I’ve really got to tip my hat to Tim McGraw. Yeah, that Tim McGraw. He plays Charlie Billingsley, the father of fullback Don Billingsley. When Charlie was at Permian the Panthers won State. It was the greatest achievement of his life and he lets his son know about it almost constantly. McGraw, who had every opportunity to overact while playing the usual white trash alcoholic asshole abusive father, approached the role with a subtly that was downright spooky. At practice, Don is fumbling the ball. Another parent asks Charlie if Don is really from his gene pool. Charlie tells the guy where to stick it, but then he starts haranguing his son from the stands. Soon enough he is on the field screaming at his son. The Charlie starts pushing and hitting Don and the rest of the team (and the coaches) can only stand embarrassedly by, watching as if this is normal behavior. In another great scene, Charlie finds Don and a girl making out on the couch. While fumbling around to get their clothes off, the two knocked over a lamp. At first Charlie really inappropriately comments on how Don’s girl has grown (her shirt’s off) and then asks Don what happened to the lamp. Don replies, “I dropped it.” Charlie nods and then says, “You dropped the lamp, you can’t hold onto the football.” Then Charlie goes fucking crazy and duct tapes a football into his son’s hands and begins punching it while screaming at Don about dropping the ball. Throughout, McGraw is fantastic. I really hope he quits his bullshit musical crap and concentrates on acting fulltime.
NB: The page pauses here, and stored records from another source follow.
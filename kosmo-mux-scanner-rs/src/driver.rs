//! Low-level multiplexer driver.
//!
//! Owns the three select lines and the analog source, and implements the
//! two primitives a scan step needs: putting an address on S0–S2 and taking
//! an averaged, polarity-corrected reading.
//!
//! This module is crate-private — consumers interact with [`MuxScanner`]
//! in `scanner.rs` instead.
//!
//! [`MuxScanner`]: crate::MuxScanner

use embedded_hal::digital::{OutputPin, PinState};

use crate::analog::AnalogSource;
use crate::mux::{select_levels, SELECT_LINES};

/// Select lines plus the shared analog pin of one multiplexer.
pub(crate) struct MuxDriver<S, A> {
    select: [S; SELECT_LINES],
    source: A,
}

impl<S, A> MuxDriver<S, A>
where
    S: OutputPin,
    A: AnalogSource,
{
    /// Create a new driver.
    ///
    /// # Arguments
    /// * `select` — output pins wired to S0, S1 and S2, in that order
    /// * `source` — analog input wired to the multiplexer's common pin
    pub fn new(select: [S; SELECT_LINES], source: A) -> Self {
        Self { select, source }
    }

    /// Drive the select lines to `address` (low three bits only).
    pub fn select(&mut self, address: u8) -> Result<(), S::Error> {
        for (pin, level) in self.select.iter_mut().zip(select_levels(address)) {
            pin.set_state(PinState::from(level))?;
        }
        Ok(())
    }

    /// Read the selected input as a logical magnitude.
    ///
    /// Takes `samples` raw readings (at least one), averages them with
    /// integer truncation and inverts the result against
    /// [`AnalogSource::FULL_SCALE`]. The pots report reversed polarity, so
    /// this turns "fully clockwise" into the largest value.
    pub fn read_inverted(&mut self, samples: u8) -> Result<u16, A::Error> {
        let samples = samples.max(1);

        let mut sum: u32 = 0;
        for _ in 0..samples {
            sum += u32::from(self.source.read_raw()?);
        }

        // The average of u16 samples always fits in a u16.
        let average = (sum / u32::from(samples)) as u16;
        Ok(A::FULL_SCALE.saturating_sub(average))
    }

    /// Give back the pins and the analog source.
    pub fn release(self) -> ([S; SELECT_LINES], A) {
        (self.select, self.source)
    }
}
From beginning to the gut-wrenching end, Friday Night Lights succeeds in every single way. Steady, moving performances, excellent use of music, fantastic action to the point where I found myself clapping after one score, biting tension and a really great story. Surprisingly and thankfully it avoids the pitfalls of most other high school sports-films (think Remember the Titans). There are no idiotic comic relief characters, no stupid scenes where a player has to choose between the team and something else, players don’t break out in lame songs; nothing of the sort. Even the party scene was realistic. It is rare when movies get everything right, and Friday Night Lights does just that. It even has a twist, yet satisfying, ending. While it is no surprise that this film got totally overlooked by the Academy come Oscar time, while shit like The Aviator and Finding Neverland get lauded all the way to heaven, it is still upsetting and unjust. Way to go Mr. Berg, way to fucking go.